Stored data

____

use sea_orm::entity::prelude::*;
use serde::{Deserialize, Serialize};
use time::OffsetDateTime;

#[derive(
    Debug, Clone, Copy, PartialEq, Eq, EnumIter, DeriveActiveEnum, Serialize, Deserialize,
)]
#[sea_orm(rs_type = "String", db_type = "String(StringLen::N(20))")]
#[serde(rename_all = "SCREAMING_SNAKE_CASE")]
pub enum DonationStatus {
    #[sea_orm(string_value = "PENDING")]
    Pending,
    #[sea_orm(string_value = "VERIFIED")]
    Verified,
    #[sea_orm(string_value = "REJECTED")]
    Rejected,
}

#[derive(Clone, Debug, PartialEq, DeriveEntityModel, Serialize, Deserialize)]
#[sea_orm(table_name = "donations")]
pub struct Model {
    #[sea_orm(primary_key)]
    pub id: i64,
    #[sea_orm(column_name = "program_id")]
    pub program_id: Option<i64>,
    #[sea_orm(column_name = "donor_name")]
    pub donor_name: String,
    #[sea_orm(column_name = "donor_email")]
    pub donor_email: Option<String>,
    #[sea_orm(column_name = "donor_phone")]
    pub donor_phone: Option<String>,
    pub amount: i64,
    #[sea_orm(column_name = "payment_method")]
    pub payment_method: String,
    pub status: DonationStatus,
    #[sea_orm(column_name = "is_anonymous")]
    pub is_anonymous: bool,
    #[sea_orm(column_type = "Text", nullable)]
    pub message: Option<String>,
    #[sea_orm(column_name = "verified_by")]
    pub verified_by: Option<i64>,
    #[sea_orm(column_name = "verified_at")]
    pub verified_at: Option<OffsetDateTime>,
    #[sea_orm(column_name = "created_at")]
    pub created_at: OffsetDateTime,
    #[sea_orm(column_name = "updated_at")]
    pub updated_at: OffsetDateTime,
}

#[derive(Copy, Clone, Debug, EnumIter, DeriveRelation)]
pub enum Relation {
    #[sea_orm(
        belongs_to = "super::donation_programs::Entity",
        from = "Column::ProgramId",
        to = "super::donation_programs::Column::Id",
        on_delete = "SetNull"
    )]
    Program,
}

impl Related<super::donation_programs::Entity> for Entity {
    fn to() -> RelationDef {
        Relation::Program.def()
    }
}

impl ActiveModelBehavior for ActiveModel {}
use sea_orm::sea_query::Expr;
use sea_orm::{
    ActiveModelTrait, ColumnTrait, Condition, ConnectionTrait, EntityTrait, NotSet,
    PaginatorTrait, QueryFilter, QueryOrder, QuerySelect, Set,
};
use time::OffsetDateTime;

use crate::entities::news;
use crate::error::AppError;
use crate::http::pagination::Pagination;

pub struct NewNews {
    pub title: String,
    pub slug: String,
    pub excerpt: Option<String>,
    pub content: String,
    pub image_url: Option<String>,
    pub category: Option<String>,
    pub is_published: bool,
    pub author_id: Option<i64>,
}

/// Partial update. `Some(None)` clears a nullable column.
#[derive(Default)]
pub struct NewsChanges {
    pub title: Option<String>,
    pub slug: Option<String>,
    pub excerpt: Option<Option<String>>,
    pub content: Option<String>,
    pub image_url: Option<Option<String>>,
    pub category: Option<Option<String>>,
    pub is_published: Option<bool>,
}

/// Published items, newest first.
pub async fn list_published<C: ConnectionTrait + Send + Sync>(
    conn: &C,
    category: Option<&str>,
    page: &Pagination,
) -> Result<(Vec<news::Model>, u64), AppError> {
    let mut query = news::Entity::find().filter(news::Column::IsPublished.eq(true));
    if let Some(category) = category {
        query = query.filter(news::Column::Category.eq(category));
    }

    let total = query.clone().count(conn).await?;
    let rows = query
        .order_by_desc(news::Column::PublishedAt)
        .order_by_desc(news::Column::Id)
        .offset(page.skip())
        .limit(page.limit())
        .all(conn)
        .await?;
    Ok((rows, total))
}

/// Everything, optionally only published (`Some(true)`) or drafts (`Some(false)`).
pub async fn list_all<C: ConnectionTrait + Send + Sync>(
    conn: &C,
    published: Option<bool>,
    page: &Pagination,
) -> Result<(Vec<news::Model>, u64), AppError> {
    let mut query = news::Entity::find();
    if let Some(published) = published {
        query = query.filter(news::Column::IsPublished.eq(published));
    }

    let total = query.clone().count(conn).await?;
    let rows = query
        .order_by_desc(news::Column::CreatedAt)
        .order_by_desc(news::Column::Id)
        .offset(page.skip())
        .limit(page.limit())
        .all(conn)
        .await?;
    Ok((rows, total))
}

pub async fn find_by_id<C: ConnectionTrait + Send + Sync>(
    conn: &C,
    id: i64,
) -> Result<Option<news::Model>, AppError> {
    Ok(news::Entity::find_by_id(id).one(conn).await?)
}

pub async fn find_published_by_slug<C: ConnectionTrait + Send + Sync>(
    conn: &C,
    slug: &str,
) -> Result<Option<news::Model>, AppError> {
    Ok(news::Entity::find()
        .filter(news::Column::Slug.eq(slug))
        .filter(news::Column::IsPublished.eq(true))
        .one(conn)
        .await?)
}

/// Slugs equal to `base` or shaped like `base-…`, excluding row `except`.
pub async fn slugs_like<C: ConnectionTrait + Send + Sync>(
    conn: &C,
    base: &str,
    except: Option<i64>,
) -> Result<Vec<String>, AppError> {
    let mut query = news::Entity::find().filter(
        Condition::any()
            .add(news::Column::Slug.eq(base))
            .add(news::Column::Slug.starts_with(format!("{base}-"))),
    );
    if let Some(id) = except {
        query = query.filter(news::Column::Id.ne(id));
    }
    Ok(query.all(conn).await?.into_iter().map(|n| n.slug).collect())
}

pub async fn create<C: ConnectionTrait + Send + Sync>(
    conn: &C,
    new: NewNews,
) -> Result<news::Model, AppError> {
    let now = OffsetDateTime::now_utc();
    let active = news::ActiveModel {
        id: NotSet,
        title: Set(new.title),
        slug: Set(new.slug),
        excerpt: Set(new.excerpt),
        content: Set(new.content),
        image_url: Set(new.image_url),
        category: Set(new.category),
        is_published: Set(new.is_published),
        published_at: Set(new.is_published.then_some(now)),
        view_count: Set(0),
        author_id: Set(new.author_id),
        created_at: Set(now),
        updated_at: Set(now),
    };
    Ok(active.insert(conn).await?)
}

/// Apply `changes` to an already-loaded row. `published_at` is stamped the
/// first time the item is published and kept afterwards.
pub async fn update<C: ConnectionTrait + Send + Sync>(
    conn: &C,
    existing: news::Model,
    changes: NewsChanges,
) -> Result<news::Model, AppError> {
    let now = OffsetDateTime::now_utc();
    let first_publish = changes.is_published == Some(true) && existing.published_at.is_none();

    let mut active: news::ActiveModel = existing.into();
    if let Some(title) = changes.title {
        active.title = Set(title);
    }
    if let Some(slug) = changes.slug {
        active.slug = Set(slug);
    }
    if let Some(excerpt) = changes.excerpt {
        active.excerpt = Set(excerpt);
    }
    if let Some(content) = changes.content {
        active.content = Set(content);
    }
    if let Some(image_url) = changes.image_url {
        active.image_url = Set(image_url);
    }
    if let Some(category) = changes.category {
        active.category = Set(category);
    }
    if let Some(is_published) = changes.is_published {
        active.is_published = Set(is_published);
    }
    if first_publish {
        active.published_at = Set(Some(now));
    }
    active.updated_at = Set(now);

    Ok(active.update(conn).await?)
}

pub async fn delete<C: ConnectionTrait + Send + Sync>(
    conn: &C,
    id: i64,
) -> Result<bool, AppError> {
    let result = news::Entity::delete_by_id(id).exec(conn).await?;
    Ok(result.rows_affected > 0)
}

pub async fn increment_views<C: ConnectionTrait + Send + Sync>(
    conn: &C,
    id: i64,
) -> Result<(), AppError> {
    news::Entity::update_many()
        .col_expr(
            news::Column::ViewCount,
            Expr::col(news::Column::ViewCount).add(1),
        )
        .filter(news::Column::Id.eq(id))
        .exec(conn)
        .await?;
    Ok(())
}

pub async fn count_published<C: ConnectionTrait + Send + Sync>(conn: &C) -> Result<u64, AppError> {
    Ok(news::Entity::find()
        .filter(news::Column::IsPublished.eq(true))
        .count(conn)
        .await?)
}
use std::time::Duration;

use jsonwebtoken::Algorithm;

use crate::error::AppError;

/// Access tokens live for seven days unless `JWT_TTL_SECS` says otherwise.
pub const DEFAULT_TOKEN_TTL: Duration = Duration::from_secs(7 * 24 * 60 * 60);
/// HS256 keys shorter than the hash output are rejected at startup.
pub const MIN_SECRET_LEN: usize = 32;

/// Configuration for JWT security settings
#[derive(Clone)]
pub struct SecurityConfig {
    /// JWT secret key for signing and verifying tokens
    pub jwt_secret: Vec<u8>,
    /// JWT algorithm to use (HS256)
    pub algorithm: Algorithm,
    /// Lifetime stamped into every issued token
    pub token_ttl: Duration,
}

impl SecurityConfig {
    /// Create a new SecurityConfig with the given JWT secret and the default TTL.
    ///
    /// No length check here; startup goes through [`SecurityConfig::from_env`].
    pub fn new(jwt_secret: impl Into<Vec<u8>>) -> Self {
        Self {
            jwt_secret: jwt_secret.into(),
            algorithm: Algorithm::HS256,
            token_ttl: DEFAULT_TOKEN_TTL,
        }
    }

    pub fn with_token_ttl(mut self, ttl: Duration) -> Self {
        self.token_ttl = ttl;
        self
    }

    /// Load from `JWT_SECRET` / `JWT_TTL_SECS`.
    ///
    /// A missing or short secret is a hard error; there is no fallback key.
    pub fn from_env() -> Result<Self, AppError> {
        Self::from_lookup(|name| std::env::var(name).ok())
    }

    pub(crate) fn from_lookup<F>(lookup: F) -> Result<Self, AppError>
    where
        F: Fn(&str) -> Option<String>,
    {
        let secret = lookup("JWT_SECRET")
            .map(|s| s.trim().to_string())
            .filter(|s| !s.is_empty())
            .ok_or_else(|| AppError::config("Required environment variable 'JWT_SECRET' is not set"))?;

        if secret.len() < MIN_SECRET_LEN {
            return Err(AppError::config(format!(
                "JWT_SECRET must be at least {MIN_SECRET_LEN} bytes"
            )));
        }

        let ttl = match lookup("JWT_TTL_SECS") {
            None => DEFAULT_TOKEN_TTL,
            Some(raw) => {
                let secs = raw.trim().parse::<u64>().map_err(|_| {
                    AppError::config(format!("JWT_TTL_SECS must be a positive integer, got '{raw}'"))
                })?;
                if secs == 0 {
                    return Err(AppError::config("JWT_TTL_SECS must be greater than zero"));
                }
                Duration::from_secs(secs)
            }
        };

        Ok(Self::new(secret.into_bytes()).with_token_ttl(ttl))
    }
}

// Keep the secret out of Debug output (and therefore out of logs).
impl std::fmt::Debug for SecurityConfig {
    fn fmt(&self, f: &mut std::fmt::Formatter<'_>) -> std::fmt::Result {
        f.debug_struct("SecurityConfig")
            .field("jwt_secret", &"[REDACTED]")
            .field("algorithm", &self.algorithm)
            .field("token_ttl", &self.token_ttl)
            .finish()
    }
}

#[cfg(test)]
mod tests {
    use std::collections::HashMap;

    use super::*;

    fn lookup_from(pairs: &[(&str, &str)]) -> impl Fn(&str) -> Option<String> {
        let map: HashMap<String, String> = pairs
            .iter()
            .map(|(k, v)| (k.to_string(), v.to_string()))
            .collect();
        move |name: &str| map.get(name).cloned()
    }

    const GOOD_SECRET: &str = "0123456789abcdef0123456789abcdef";

    #[test]
    fn missing_secret_is_a_config_error() {
        let err = SecurityConfig::from_lookup(lookup_from(&[])).unwrap_err();
        assert!(matches!(err, AppError::Config { .. }));
        assert!(err.to_string().contains("JWT_SECRET"));
    }

    #[test]
    fn blank_secret_is_rejected() {
        let err = SecurityConfig::from_lookup(lookup_from(&[("JWT_SECRET", "   ")])).unwrap_err();
        assert!(matches!(err, AppError::Config { .. }));
    }

    #[test]
    fn short_secret_is_rejected() {
        let err =
            SecurityConfig::from_lookup(lookup_from(&[("JWT_SECRET", "too-short")])).unwrap_err();
        assert!(err.to_string().contains("at least"));
    }

    #[test]
    fn default_ttl_is_seven_days() {
        let config =
            SecurityConfig::from_lookup(lookup_from(&[("JWT_SECRET", GOOD_SECRET)])).unwrap();
        assert_eq!(config.token_ttl, Duration::from_secs(604_800));
        assert_eq!(config.jwt_secret, GOOD_SECRET.as_bytes());
    }

    #[test]
    fn ttl_override_is_parsed() {
        let config = SecurityConfig::from_lookup(lookup_from(&[
            ("JWT_SECRET", GOOD_SECRET),
            ("JWT_TTL_SECS", "3600"),
        ]))
        .unwrap();
        assert_eq!(config.token_ttl, Duration::from_secs(3600));
    }

    #[test]
    fn invalid_ttl_is_rejected() {
        for raw in ["0", "-1", "soon"] {
            let result = SecurityConfig::from_lookup(lookup_from(&[
                ("JWT_SECRET", GOOD_SECRET),
                ("JWT_TTL_SECS", raw),
            ]));
            assert!(result.is_err(), "expected {raw} to be rejected");
        }
    }

    #[test]
    fn debug_redacts_secret() {
        let config = SecurityConfig::new(GOOD_SECRET.as_bytes());
        let printed = format!("{config:?}");
        assert!(!printed.contains(GOOD_SECRET));
        assert!(printed.contains("REDACTED"));
    }
}
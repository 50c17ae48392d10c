//! Environment-driven configuration, read once at startup.

pub mod bootstrap_admin;
pub mod db;
pub mod server;
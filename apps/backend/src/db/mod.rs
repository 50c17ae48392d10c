pub mod txn;

pub use txn::with_txn;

____

Aim of the exercise → Among the lines above, count those containing "NewsChanges", and give only the number.

Answer space → 2